Segment Start: Exercise inputs

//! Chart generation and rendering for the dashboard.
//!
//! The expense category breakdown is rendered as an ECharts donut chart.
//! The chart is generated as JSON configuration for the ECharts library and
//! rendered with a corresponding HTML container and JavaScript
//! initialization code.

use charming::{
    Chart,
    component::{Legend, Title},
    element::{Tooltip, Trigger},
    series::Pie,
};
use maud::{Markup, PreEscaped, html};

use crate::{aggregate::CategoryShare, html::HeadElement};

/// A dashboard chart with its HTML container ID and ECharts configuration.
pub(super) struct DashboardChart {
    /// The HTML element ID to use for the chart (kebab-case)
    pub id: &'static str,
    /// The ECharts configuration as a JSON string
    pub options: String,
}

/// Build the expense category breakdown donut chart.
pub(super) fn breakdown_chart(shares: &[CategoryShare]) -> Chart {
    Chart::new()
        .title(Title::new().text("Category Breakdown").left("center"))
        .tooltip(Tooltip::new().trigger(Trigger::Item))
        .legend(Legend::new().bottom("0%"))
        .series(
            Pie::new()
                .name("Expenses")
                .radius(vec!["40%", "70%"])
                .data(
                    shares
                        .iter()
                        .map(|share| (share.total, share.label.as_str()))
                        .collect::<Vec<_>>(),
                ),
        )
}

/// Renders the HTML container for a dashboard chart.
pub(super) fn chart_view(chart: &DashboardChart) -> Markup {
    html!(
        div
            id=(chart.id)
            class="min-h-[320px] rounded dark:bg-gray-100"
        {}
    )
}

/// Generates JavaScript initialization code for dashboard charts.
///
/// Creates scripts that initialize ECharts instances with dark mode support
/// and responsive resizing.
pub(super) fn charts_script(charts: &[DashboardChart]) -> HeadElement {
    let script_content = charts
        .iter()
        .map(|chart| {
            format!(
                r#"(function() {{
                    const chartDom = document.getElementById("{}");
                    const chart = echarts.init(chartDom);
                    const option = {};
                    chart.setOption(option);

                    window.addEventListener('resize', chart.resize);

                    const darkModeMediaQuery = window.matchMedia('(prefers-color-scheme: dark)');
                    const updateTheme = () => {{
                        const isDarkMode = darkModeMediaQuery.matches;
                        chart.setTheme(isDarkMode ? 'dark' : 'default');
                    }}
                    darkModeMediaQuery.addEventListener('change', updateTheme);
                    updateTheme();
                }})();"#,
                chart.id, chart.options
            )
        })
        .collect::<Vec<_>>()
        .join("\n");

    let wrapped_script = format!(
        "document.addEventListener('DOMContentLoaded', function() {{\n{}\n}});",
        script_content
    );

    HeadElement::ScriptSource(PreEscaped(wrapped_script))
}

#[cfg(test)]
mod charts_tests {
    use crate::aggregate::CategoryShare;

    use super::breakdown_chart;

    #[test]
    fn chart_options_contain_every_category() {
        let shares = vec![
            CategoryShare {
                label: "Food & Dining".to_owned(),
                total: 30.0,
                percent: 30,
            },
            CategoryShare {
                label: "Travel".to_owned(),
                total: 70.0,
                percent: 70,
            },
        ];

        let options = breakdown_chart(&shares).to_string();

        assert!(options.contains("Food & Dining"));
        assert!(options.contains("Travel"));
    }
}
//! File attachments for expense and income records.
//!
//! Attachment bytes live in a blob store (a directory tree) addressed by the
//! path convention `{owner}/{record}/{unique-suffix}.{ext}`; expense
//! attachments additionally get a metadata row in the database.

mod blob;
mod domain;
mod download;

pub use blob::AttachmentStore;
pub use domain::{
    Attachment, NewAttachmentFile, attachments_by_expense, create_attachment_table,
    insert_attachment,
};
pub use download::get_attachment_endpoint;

Segment End: Exercise inputs

Write out each line above containing "Travel".

                label: "Travel".to_owned(),
        assert!(options.contains("Travel"));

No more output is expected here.